Immunophenotypes Based on the Tumor Immune Microenvironment Allow for Unsupervised Penile Cancer Patient Stratification

Cancers 2020, 12(7), 1796; https://doi.org/10.3390/cancers12071796
by Chengbiao Chu 1,2,†, Kai Yao 1,3,†, Jiangli Lu 1,2, Yijun Zhang 1,2, Keming Chen 1,2, Jiabin Lu 1,2, Chris Zhiyi Zhang 4,* and Yun Cao 1,2,*
Reviewer 1: Anonymous
Reviewer 2: Anonymous
Cancers 2020, 12(7), 1796; https://doi.org/10.3390/cancers12071796
Submission received: 21 June 2020 / Revised: 30 June 2020 / Accepted: 1 July 2020 / Published: 4 July 2020
(This article belongs to the Section Tumor Microenvironment)

Round 1

Reviewer 1 Report

In general, the present study describes the Tumor associated microenvironmental immunophenotypes of peSCC. The results are useful for prediction of tumor immune escape from survaillence and clinical application via understanding of  immune-associated antigens. The authors have examined the antigen expressions such as CD8, GrB, FOXP3, CD68, CD206, PD-L1, CTLA-4, and Siglec-15 in the SCC patients. In addition, TIME-HPV axis has been discussed for clinical immunophenotype significance.

Some major comments are:

The immunohistochemistry results should be reproducible and the exmination number should be increased to justify the outcomes. This is because the factors examined are frequently expressed on the clinical tissue samples.

Siglec-15 expression should be corelated with the counterpart's sialic acid expression on cell surface.
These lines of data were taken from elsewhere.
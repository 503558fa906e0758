//! `FeedClient` - HTTP retrieval of compressed XMLTV feeds.

use std::io::Read;
use std::time::Duration;

use flate2::read::GzDecoder;
use reqwest::Client;
use tracing::instrument;
use url::Url;

use epgmerge_core::{EpgError, EpgResult, FeedSource};

use crate::fetch::LocalFeedFetch;

/// Maximum number of retries per feed request.
const MAX_RETRIES: u32 = 3;

/// Default delay between retries.
const DEFAULT_RETRY_DELAY: Duration = Duration::from_secs(2);

/// Leading bytes of a gzip stream.
const GZIP_MAGIC: [u8; 2] = [0x1f, 0x8b];

/// HTTP client for compressed XMLTV feeds.
#[derive(Debug)]
#[allow(clippy::module_name_repetitions)]
pub struct FeedClient {
    /// HTTP client (reqwest, transport gzip enabled).
    http_client: Client,
    /// Delay between retries.
    retry_delay: Duration,
}

/// Builder for `FeedClient`.
#[derive(Debug)]
#[allow(clippy::module_name_repetitions)]
pub struct FeedClientBuilder {
    user_agent: Option<String>,
    timeout: Option<Duration>,
    retry_delay: Option<Duration>,
}

impl FeedClientBuilder {
    /// Creates a new builder.
    const fn new() -> Self {
        Self {
            user_agent: None,
            timeout: None,
            retry_delay: None,
        }
    }

    /// Sets the User-Agent (required).
    #[must_use]
    pub fn user_agent(mut self, ua: impl Into<String>) -> Self {
        self.user_agent = Some(ua.into());
        self
    }

    /// Sets the per-request timeout (default: none).
    #[must_use]
    pub const fn timeout(mut self, timeout: Duration) -> Self {
        self.timeout = Some(timeout);
        self
    }

    /// Sets the delay between retries (default: 2s).
    #[must_use]
    pub const fn retry_delay(mut self, delay: Duration) -> Self {
        self.retry_delay = Some(delay);
        self
    }

    /// Builds the client.
    ///
    /// # Errors
    ///
    /// Returns [`EpgError::FeedUnavailable`] if `user_agent` is not set or
    /// `reqwest::Client` fails to build.
    pub fn build(self) -> EpgResult<FeedClient> {
        let user_agent = self
            .user_agent
            .ok_or_else(|| EpgError::FeedUnavailable(String::from("user_agent is required")))?;

        let mut builder = Client::builder().user_agent(&user_agent).gzip(true);
        if let Some(timeout) = self.timeout {
            builder = builder.timeout(timeout);
        }
        let http_client = builder
            .build()
            .map_err(|e| EpgError::FeedUnavailable(format!("failed to build HTTP client: {e}")))?;

        Ok(FeedClient {
            http_client,
            retry_delay: self.retry_delay.unwrap_or(DEFAULT_RETRY_DELAY),
        })
    }
}

/// Rewrites GitHub `blob` URLs to their raw content equivalent.
///
/// Feed lists often carry browser URLs; the raw host serves the actual
/// `.gz` payload.
fn normalize_feed_url(url: &str) -> String {
    if url.contains("github.com") && url.contains("/blob/") {
        url.replace("github.com", "raw.githubusercontent.com")
            .replace("/blob/", "/")
    } else {
        url.to_owned()
    }
}

/// Decompresses the response body when it is a gzip stream, otherwise
/// treats it as plain UTF-8 XML.
fn decode_body(bytes: &[u8]) -> EpgResult<String> {
    if bytes.starts_with(&GZIP_MAGIC) {
        let mut decoder = GzDecoder::new(bytes);
        let mut xml = String::new();
        decoder
            .read_to_string(&mut xml)
            .map_err(|e| EpgError::FeedUnavailable(format!("gzip decompression failed: {e}")))?;
        Ok(xml)
    } else {
        String::from_utf8(bytes.to_vec())
            .map_err(|e| EpgError::FeedUnavailable(format!("feed body is not UTF-8: {e}")))
    }
}

impl FeedClient {
    /// Creates a new builder.
    #[must_use]
    pub const fn builder() -> FeedClientBuilder {
        FeedClientBuilder::new()
    }

    /// Downloads one URL with retry, returning the decompressed body.
    async fn download(&self, url: &str) -> EpgResult<String> {
        let mut last_err = None;

        for attempt in 0..=MAX_RETRIES {
            if attempt > 0 {
                tokio::time::sleep(self.retry_delay).await;
            }

            let response = match self.http_client.get(url).send().await {
                Ok(r) => r,
                Err(e) => {
                    tracing::warn!(%url, attempt, error = %e, "Request failed, will retry");
                    last_err = Some(EpgError::FeedUnavailable(format!("request failed: {e}")));
                    continue;
                }
            };

            let status = response.status();
            if !status.is_success() {
                tracing::warn!(%url, attempt, code = status.as_u16(), "Non-success status, will retry");
                last_err = Some(EpgError::FeedUnavailable(format!("HTTP {status}")));
                continue;
            }

            let bytes = match response.bytes().await {
                Ok(b) => b,
                Err(e) => {
                    tracing::warn!(%url, attempt, error = %e, "Failed to read body, will retry");
                    last_err =
                        Some(EpgError::FeedUnavailable(format!("failed to read body: {e}")));
                    continue;
                }
            };

            tracing::debug!(%url, body_len = bytes.len(), "Feed body received");
            return decode_body(&bytes);
        }

        Err(last_err
            .unwrap_or_else(|| EpgError::FeedUnavailable(String::from("failed after retries"))))
    }
}

impl LocalFeedFetch for FeedClient {
    #[instrument(skip_all, fields(source = %source.name))]
    async fn fetch_xml(&self, source: &FeedSource) -> EpgResult<String> {
        let url = Url::parse(&normalize_feed_url(&source.url))
            .map_err(|e| EpgError::FeedUnavailable(format!("invalid feed URL: {e}")))?;
        self.download(url.as_str()).await
    }
}

#[cfg(test)]
mod tests {
    #![allow(clippy::unwrap_used)]

    use std::io::Write;

    use flate2::Compression;
    use flate2::write::GzEncoder;

    use super::*;

    const SAMPLE_XML: &str = "<tv><channel id=\"c1\"><display-name>Test</display-name></channel></tv>";

    fn gzip_bytes(text: &str) -> Vec<u8> {
        let mut encoder = GzEncoder::new(Vec::new(), Compression::default());
        encoder.write_all(text.as_bytes()).unwrap();
        encoder.finish().unwrap()
    }

    fn make_source(url: String) -> FeedSource {
        FeedSource {
            name: String::from("Test Source"),
            url,
            priority: 1,
        }
    }

    fn make_client() -> FeedClient {
        FeedClient::builder()
            .user_agent("epgmerge-test/0.0.0")
            .retry_delay(Duration::from_millis(0))
            .build()
            .unwrap()
    }

    #[test]
    fn test_builder_requires_user_agent() {
        // Arrange & Act
        let result = FeedClient::builder().build();

        // Assert
        assert!(result.is_err());
        assert!(
            result
                .unwrap_err()
                .to_string()
                .contains("user_agent is required")
        );
    }

    #[test]
    fn test_normalize_rewrites_github_blob_urls() {
        // Arrange & Act
        let url = normalize_feed_url("https://github.com/u/repo/blob/main/epg.xml.gz");

        // Assert
        assert_eq!(
            url,
            "https://raw.githubusercontent.com/u/repo/main/epg.xml.gz"
        );
    }

    #[test]
    fn test_normalize_leaves_other_urls_alone() {
        // Arrange & Act
        let url = normalize_feed_url("https://avkb.short.gy/jioepg.xml.gz");

        // Assert
        assert_eq!(url, "https://avkb.short.gy/jioepg.xml.gz");
    }

    #[test]
    fn test_decode_body_gunzips_gzip_streams() {
        // Arrange
        let compressed = gzip_bytes(SAMPLE_XML);

        // Act
        let xml = decode_body(&compressed).unwrap();

        // Assert
        assert_eq!(xml, SAMPLE_XML);
    }

    #[test]
    fn test_decode_body_passes_plain_xml_through() {
        // Arrange & Act
        let xml = decode_body(SAMPLE_XML.as_bytes()).unwrap();

        // Assert
        assert_eq!(xml, SAMPLE_XML);
    }

    #[test]
    fn test_decode_body_rejects_truncated_gzip() {
        // Arrange
        let mut compressed = gzip_bytes(SAMPLE_XML);
        compressed.truncate(6);

        // Act
        let result = decode_body(&compressed);

        // Assert
        assert!(matches!(result, Err(EpgError::FeedUnavailable(_))));
    }

    #[tokio::test]
    async fn test_fetch_xml_via_http_gzip_body() {
        // Arrange
        let mock_server = wiremock::MockServer::start().await;
        wiremock::Mock::given(wiremock::matchers::method("GET"))
            .and(wiremock::matchers::path("/epg.xml.gz"))
            .respond_with(
                wiremock::ResponseTemplate::new(200).set_body_bytes(gzip_bytes(SAMPLE_XML)),
            )
            .mount(&mock_server)
            .await;

        let client = make_client();
        let source = make_source(format!("{}/epg.xml.gz", mock_server.uri()));

        // Act
        let xml = client.fetch_xml(&source).await.unwrap();

        // Assert
        assert_eq!(xml, SAMPLE_XML);
    }

    #[tokio::test]
    async fn test_fetch_xml_via_http_plain_body() {
        // Arrange
        let mock_server = wiremock::MockServer::start().await;
        wiremock::Mock::given(wiremock::matchers::method("GET"))
            .respond_with(wiremock::ResponseTemplate::new(200).set_body_string(SAMPLE_XML))
            .mount(&mock_server)
            .await;

        let client = make_client();
        let source = make_source(format!("{}/epg.xml", mock_server.uri()));

        // Act
        let xml = client.fetch_xml(&source).await.unwrap();

        // Assert
        assert_eq!(xml, SAMPLE_XML);
    }

    #[tokio::test]
    async fn test_fetch_xml_maps_http_error_to_feed_unavailable() {
        // Arrange
        let mock_server = wiremock::MockServer::start().await;
        wiremock::Mock::given(wiremock::matchers::method("GET"))
            .respond_with(wiremock::ResponseTemplate::new(404))
            .mount(&mock_server)
            .await;

        let client = make_client();
        let source = make_source(format!("{}/missing.xml.gz", mock_server.uri()));

        // Act
        let result = client.fetch_xml(&source).await;

        // Assert
        assert!(matches!(result, Err(EpgError::FeedUnavailable(_))));
    }

    #[tokio::test]
    async fn test_fetch_xml_retries_until_success() {
        // Arrange: two failures, then success
        let mock_server = wiremock::MockServer::start().await;
        wiremock::Mock::given(wiremock::matchers::method("GET"))
            .respond_with(wiremock::ResponseTemplate::new(500))
            .up_to_n_times(2)
            .mount(&mock_server)
            .await;
        wiremock::Mock::given(wiremock::matchers::method("GET"))
            .respond_with(wiremock::ResponseTemplate::new(200).set_body_string(SAMPLE_XML))
            .mount(&mock_server)
            .await;

        let client = make_client();
        let source = make_source(format!("{}/epg.xml.gz", mock_server.uri()));

        // Act
        let xml = client.fetch_xml(&source).await.unwrap();

        // Assert
        assert_eq!(xml, SAMPLE_XML);
    }

    #[tokio::test]
    async fn test_user_agent_is_sent() {
        // Arrange
        let mock_server = wiremock::MockServer::start().await;
        wiremock::Mock::given(wiremock::matchers::method("GET"))
            .and(wiremock::matchers::header("User-Agent", "epgmerge/0.2.1"))
            .respond_with(wiremock::ResponseTemplate::new(200).set_body_string(SAMPLE_XML))
            .expect(1)
            .mount(&mock_server)
            .await;

        let client = FeedClient::builder()
            .user_agent("epgmerge/0.2.1")
            .retry_delay(Duration::from_millis(0))
            .build()
            .unwrap();
        let source = make_source(format!("{}/epg.xml.gz", mock_server.uri()));

        // Act & Assert (mock expect(1) verifies User-Agent header)
        client.fetch_xml(&source).await.unwrap();
    }
}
Normally tumor cells express Siglec-15 or other ITIM-bearing inhibitory receptors. Therefore, the Siglec-15 downstream molecules can be traced to justify the significance.

The study is weak in its impact ue to the above limitation.
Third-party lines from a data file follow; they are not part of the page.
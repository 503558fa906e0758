//! Channel allowlist loading.

use std::collections::BTreeSet;
use std::path::Path;

use anyhow::{Context, Result};

/// Loads the channel allowlist from a plain-text file, one channel key
/// per line. Lines are trimmed and lowercased; blank lines are skipped.
///
/// A missing file is not an error: a warning is logged and an empty set
/// is returned, which callers treat as "nothing to do".
///
/// # Errors
///
/// Returns an error if the file exists but cannot be read.
pub fn load_filter_list(path: &Path) -> Result<BTreeSet<String>> {
    if !path.exists() {
        tracing::warn!("Filter list not found at {}", path.display());
        return Ok(BTreeSet::new());
    }
    let content = std::fs::read_to_string(path)
        .with_context(|| format!("failed to read {}", path.display()))?;
    Ok(content
        .lines()
        .map(|line| line.trim().to_lowercase())
        .filter(|line| !line.is_empty())
        .collect())
}
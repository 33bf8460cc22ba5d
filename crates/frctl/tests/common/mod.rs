//! Common test utilities shared across integration tests.

use std::path::Path;
use std::process::{Command, Output};

/// Run the frctl binary in the specified directory.
///
/// Colors are disabled and configuration overrides cleared so output is
/// stable regardless of the caller's environment.
pub fn run_frctl_in_dir(dir: &Path, args: &[&str]) -> Output {
    Command::new(env!("CARGO_BIN_EXE_frctl"))
        .args(args)
        .current_dir(dir)
        .env("NO_COLOR", "1")
        .env("RUST_LOG", "off")
        .env_remove("FRCTL_NAMESPACE")
        .env_remove("FRCTL_GRAPH_FILE")
        .output()
        .expect("Failed to execute frctl binary")
}

/// Run frctl and assert success, returning stdout.
pub fn run_ok(dir: &Path, args: &[&str]) -> String {
    let output = run_frctl_in_dir(dir, args);
    assert!(
        output.status.success(),
        "frctl {:?} failed: {}",
        args,
        String::from_utf8_lossy(&output.stderr)
    );
    String::from_utf8_lossy(&output.stdout).into_owned()
}

/// Run frctl with `--json` and parse stdout.
pub fn run_json(dir: &Path, args: &[&str]) -> serde_json::Value {
    let mut full = vec!["--json"];
    full.extend_from_slice(args);
    let stdout = run_ok(dir, &full);
    serde_json::from_str(&stdout).expect("stdout should be valid JSON")
}
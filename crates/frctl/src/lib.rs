//! frctl - manage a versioned architecture graph from the command line.
//!
//! This crate provides the CLI application on top of [`frctl_graph`]:
//! repository initialisation, configuration, graph commands, and text/JSON
//! rendering.

#![forbid(unsafe_code)]

pub mod app;
pub mod cli;
pub mod commands;
pub mod config;
pub mod error;
pub mod output;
In abstract, hrHPV should be abbreviated. 

Author Response

Please see the attachment.

Author Response File: Author Response.docx

Reviewer 2 Report

Most of the observations have been addressed by the authors. The micrographs and tables have importantly improved the readability of the paper. 

Author Response

Most of the observations have been addressed by the authors. The micrographs and tables have importantly improved the readability of the paper. 

We thank the reviewer for considering our study positively and for providing positive feedback and comments.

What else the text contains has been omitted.